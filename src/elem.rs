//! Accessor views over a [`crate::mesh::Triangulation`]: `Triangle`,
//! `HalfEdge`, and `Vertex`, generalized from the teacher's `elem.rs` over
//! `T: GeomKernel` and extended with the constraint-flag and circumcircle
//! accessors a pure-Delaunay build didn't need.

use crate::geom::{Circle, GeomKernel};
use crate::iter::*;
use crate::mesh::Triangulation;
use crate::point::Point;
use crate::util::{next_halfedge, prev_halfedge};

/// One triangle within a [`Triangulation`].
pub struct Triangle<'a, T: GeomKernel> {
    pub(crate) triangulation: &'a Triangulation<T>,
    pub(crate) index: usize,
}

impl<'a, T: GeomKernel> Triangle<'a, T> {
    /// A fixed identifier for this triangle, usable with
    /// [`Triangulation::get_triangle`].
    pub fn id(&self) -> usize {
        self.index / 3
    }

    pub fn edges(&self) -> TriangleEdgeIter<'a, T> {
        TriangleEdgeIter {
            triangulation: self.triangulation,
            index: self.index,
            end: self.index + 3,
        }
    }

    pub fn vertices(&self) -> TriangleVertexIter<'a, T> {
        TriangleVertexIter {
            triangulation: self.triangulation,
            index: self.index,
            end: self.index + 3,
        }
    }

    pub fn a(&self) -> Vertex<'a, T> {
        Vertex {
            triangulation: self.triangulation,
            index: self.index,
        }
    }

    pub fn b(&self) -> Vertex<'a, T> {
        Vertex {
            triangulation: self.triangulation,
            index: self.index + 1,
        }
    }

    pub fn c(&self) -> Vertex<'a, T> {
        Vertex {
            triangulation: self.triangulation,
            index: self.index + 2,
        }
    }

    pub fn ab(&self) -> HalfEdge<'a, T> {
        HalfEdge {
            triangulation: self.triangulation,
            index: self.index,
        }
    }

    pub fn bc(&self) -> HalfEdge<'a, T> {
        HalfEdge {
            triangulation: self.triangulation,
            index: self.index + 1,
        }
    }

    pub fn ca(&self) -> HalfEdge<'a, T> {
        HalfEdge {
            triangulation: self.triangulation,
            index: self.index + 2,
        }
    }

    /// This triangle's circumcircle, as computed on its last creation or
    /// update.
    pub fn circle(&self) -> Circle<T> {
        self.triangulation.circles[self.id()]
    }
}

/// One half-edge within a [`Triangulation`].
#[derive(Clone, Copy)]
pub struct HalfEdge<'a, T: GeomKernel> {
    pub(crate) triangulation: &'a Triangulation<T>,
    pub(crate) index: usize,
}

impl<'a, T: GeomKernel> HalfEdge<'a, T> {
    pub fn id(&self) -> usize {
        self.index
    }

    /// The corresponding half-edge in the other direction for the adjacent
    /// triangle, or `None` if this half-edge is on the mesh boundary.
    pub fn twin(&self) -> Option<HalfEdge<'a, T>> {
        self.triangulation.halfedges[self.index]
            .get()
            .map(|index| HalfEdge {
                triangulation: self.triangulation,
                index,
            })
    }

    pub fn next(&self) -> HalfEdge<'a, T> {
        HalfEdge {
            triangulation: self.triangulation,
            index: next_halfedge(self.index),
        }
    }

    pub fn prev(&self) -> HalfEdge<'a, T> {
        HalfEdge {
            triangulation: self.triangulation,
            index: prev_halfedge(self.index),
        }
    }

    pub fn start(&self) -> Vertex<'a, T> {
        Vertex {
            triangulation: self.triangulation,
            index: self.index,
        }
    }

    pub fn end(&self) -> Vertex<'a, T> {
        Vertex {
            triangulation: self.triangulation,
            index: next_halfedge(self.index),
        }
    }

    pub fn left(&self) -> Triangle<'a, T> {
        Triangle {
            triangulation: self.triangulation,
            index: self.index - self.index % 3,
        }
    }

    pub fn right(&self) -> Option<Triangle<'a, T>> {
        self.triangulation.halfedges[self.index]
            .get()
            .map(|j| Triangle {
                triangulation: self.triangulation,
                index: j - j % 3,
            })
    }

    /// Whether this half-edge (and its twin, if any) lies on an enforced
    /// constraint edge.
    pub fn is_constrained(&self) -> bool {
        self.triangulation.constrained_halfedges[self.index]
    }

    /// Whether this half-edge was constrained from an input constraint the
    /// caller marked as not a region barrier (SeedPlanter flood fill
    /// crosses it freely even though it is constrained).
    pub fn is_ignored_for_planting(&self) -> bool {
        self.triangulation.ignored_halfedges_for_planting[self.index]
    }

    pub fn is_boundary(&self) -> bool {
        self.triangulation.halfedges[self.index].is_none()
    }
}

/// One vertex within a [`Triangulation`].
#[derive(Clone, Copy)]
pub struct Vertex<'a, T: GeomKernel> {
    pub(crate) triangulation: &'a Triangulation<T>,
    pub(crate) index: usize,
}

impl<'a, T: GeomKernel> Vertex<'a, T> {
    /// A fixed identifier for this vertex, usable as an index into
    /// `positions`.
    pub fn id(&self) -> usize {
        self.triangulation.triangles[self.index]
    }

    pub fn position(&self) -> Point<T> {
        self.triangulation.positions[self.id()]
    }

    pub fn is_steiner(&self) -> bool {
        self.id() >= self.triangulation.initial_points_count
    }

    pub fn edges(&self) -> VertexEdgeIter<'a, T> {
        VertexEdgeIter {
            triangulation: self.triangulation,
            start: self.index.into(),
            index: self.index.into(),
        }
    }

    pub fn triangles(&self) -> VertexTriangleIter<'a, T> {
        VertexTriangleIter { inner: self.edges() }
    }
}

§ Assigned task:
Return every line above exactly as it stands.

§ Solution to the problem:
filename src/elem.rs
//! Accessor views over a [`crate::mesh::Triangulation`]: `Triangle`,
//! `HalfEdge`, and `Vertex`, generalized from the teacher's `elem.rs` over
//! `T: GeomKernel` and extended with the constraint-flag and circumcircle
//! accessors a pure-Delaunay build didn't need.

use crate::geom::{Circle, GeomKernel};
use crate::iter::*;
use crate::mesh::Triangulation;
use crate::point::Point;
use crate::util::{next_halfedge, prev_halfedge};

/// One triangle within a [`Triangulation`].
pub struct Triangle<'a, T: GeomKernel> {
    pub(crate) triangulation: &'a Triangulation<T>,
    pub(crate) index: usize,
}

impl<'a, T: GeomKernel> Triangle<'a, T> {
    /// A fixed identifier for this triangle, usable with
    /// [`Triangulation::get_triangle`].
    pub fn id(&self) -> usize {
        self.index / 3
    }

    pub fn edges(&self) -> TriangleEdgeIter<'a, T> {
        TriangleEdgeIter {
            triangulation: self.triangulation,
            index: self.index,
            end: self.index + 3,
        }
    }

    pub fn vertices(&self) -> TriangleVertexIter<'a, T> {
        TriangleVertexIter {
            triangulation: self.triangulation,
            index: self.index,
            end: self.index + 3,
        }
    }

    pub fn a(&self) -> Vertex<'a, T> {
        Vertex {
            triangulation: self.triangulation,
            index: self.index,
        }
    }

    pub fn b(&self) -> Vertex<'a, T> {
        Vertex {
            triangulation: self.triangulation,
            index: self.index + 1,
        }
    }

    pub fn c(&self) -> Vertex<'a, T> {
        Vertex {
            triangulation: self.triangulation,
            index: self.index + 2,
        }
    }

    pub fn ab(&self) -> HalfEdge<'a, T> {
        HalfEdge {
            triangulation: self.triangulation,
            index: self.index,
        }
    }

    pub fn bc(&self) -> HalfEdge<'a, T> {
        HalfEdge {
            triangulation: self.triangulation,
            index: self.index + 1,
        }
    }

    pub fn ca(&self) -> HalfEdge<'a, T> {
        HalfEdge {
            triangulation: self.triangulation,
            index: self.index + 2,
        }
    }

    /// This triangle's circumcircle, as computed on its last creation or
    /// update.
    pub fn circle(&self) -> Circle<T> {
        self.triangulation.circles[self.id()]
    }
}

/// One half-edge within a [`Triangulation`].
#[derive(Clone, Copy)]
pub struct HalfEdge<'a, T: GeomKernel> {
    pub(crate) triangulation: &'a Triangulation<T>,
    pub(crate) index: usize,
}

impl<'a, T: GeomKernel> HalfEdge<'a, T> {
    pub fn id(&self) -> usize {
        self.index
    }

    /// The corresponding half-edge in the other direction for the adjacent
    /// triangle, or `None` if this half-edge is on the mesh boundary.
    pub fn twin(&self) -> Option<HalfEdge<'a, T>> {
        self.triangulation.halfedges[self.index]
            .get()
            .map(|index| HalfEdge {
                triangulation: self.triangulation,
                index,
            })
    }

    pub fn next(&self) -> HalfEdge<'a, T> {
        HalfEdge {
            triangulation: self.triangulation,
            index: next_halfedge(self.index),
        }
    }

    pub fn prev(&self) -> HalfEdge<'a, T> {
        HalfEdge {
            triangulation: self.triangulation,
            index: prev_halfedge(self.index),
        }
    }

    pub fn start(&self) -> Vertex<'a, T> {
        Vertex {
            triangulation: self.triangulation,
            index: self.index,
        }
    }

    pub fn end(&self) -> Vertex<'a, T> {
        Vertex {
            triangulation: self.triangulation,
            index: next_halfedge(self.index),
        }
    }

    pub fn left(&self) -> Triangle<'a, T> {
        Triangle {
            triangulation: self.triangulation,
            index: self.index - self.index % 3,
        }
    }

    pub fn right(&self) -> Option<Triangle<'a, T>> {
        self.triangulation.halfedges[self.index]
            .get()
            .map(|j| Triangle {
                triangulation: self.triangulation,
                index: j - j % 3,
            })
    }

    /// Whether this half-edge (and its twin, if any) lies on an enforced
    /// constraint edge.
    pub fn is_constrained(&self) -> bool {
        self.triangulation.constrained_halfedges[self.index]
    }

    /// Whether this half-edge was constrained from an input constraint the
    /// caller marked as not a region barrier (SeedPlanter flood fill
    /// crosses it freely even though it is constrained).
    pub fn is_ignored_for_planting(&self) -> bool {
        self.triangulation.ignored_halfedges_for_planting[self.index]
    }

    pub fn is_boundary(&self) -> bool {
        self.triangulation.halfedges[self.index].is_none()
    }
}

/// One vertex within a [`Triangulation`].
#[derive(Clone, Copy)]
pub struct Vertex<'a, T: GeomKernel> {
    pub(crate) triangulation: &'a Triangulation<T>,
    pub(crate) index: usize,
}

impl<'a, T: GeomKernel> Vertex<'a, T> {
    /// A fixed identifier for this vertex, usable as an index into
    /// `positions`.
    pub fn id(&self) -> usize {
        self.triangulation.triangles[self.index]
    }

    pub fn position(&self) -> Point<T> {
        self.triangulation.positions[self.id()]
    }

    pub fn is_steiner(&self) -> bool {
        self.id() >= self.triangulation.initial_points_count
    }

    pub fn edges(&self) -> VertexEdgeIter<'a, T> {
        VertexEdgeIter {
            triangulation: self.triangulation,
            start: self.index.into(),
            index: self.index.into(),
        }
    }

    pub fn triangles(&self) -> VertexTriangleIter<'a, T> {
        VertexTriangleIter { inner: self.edges() }
    }
}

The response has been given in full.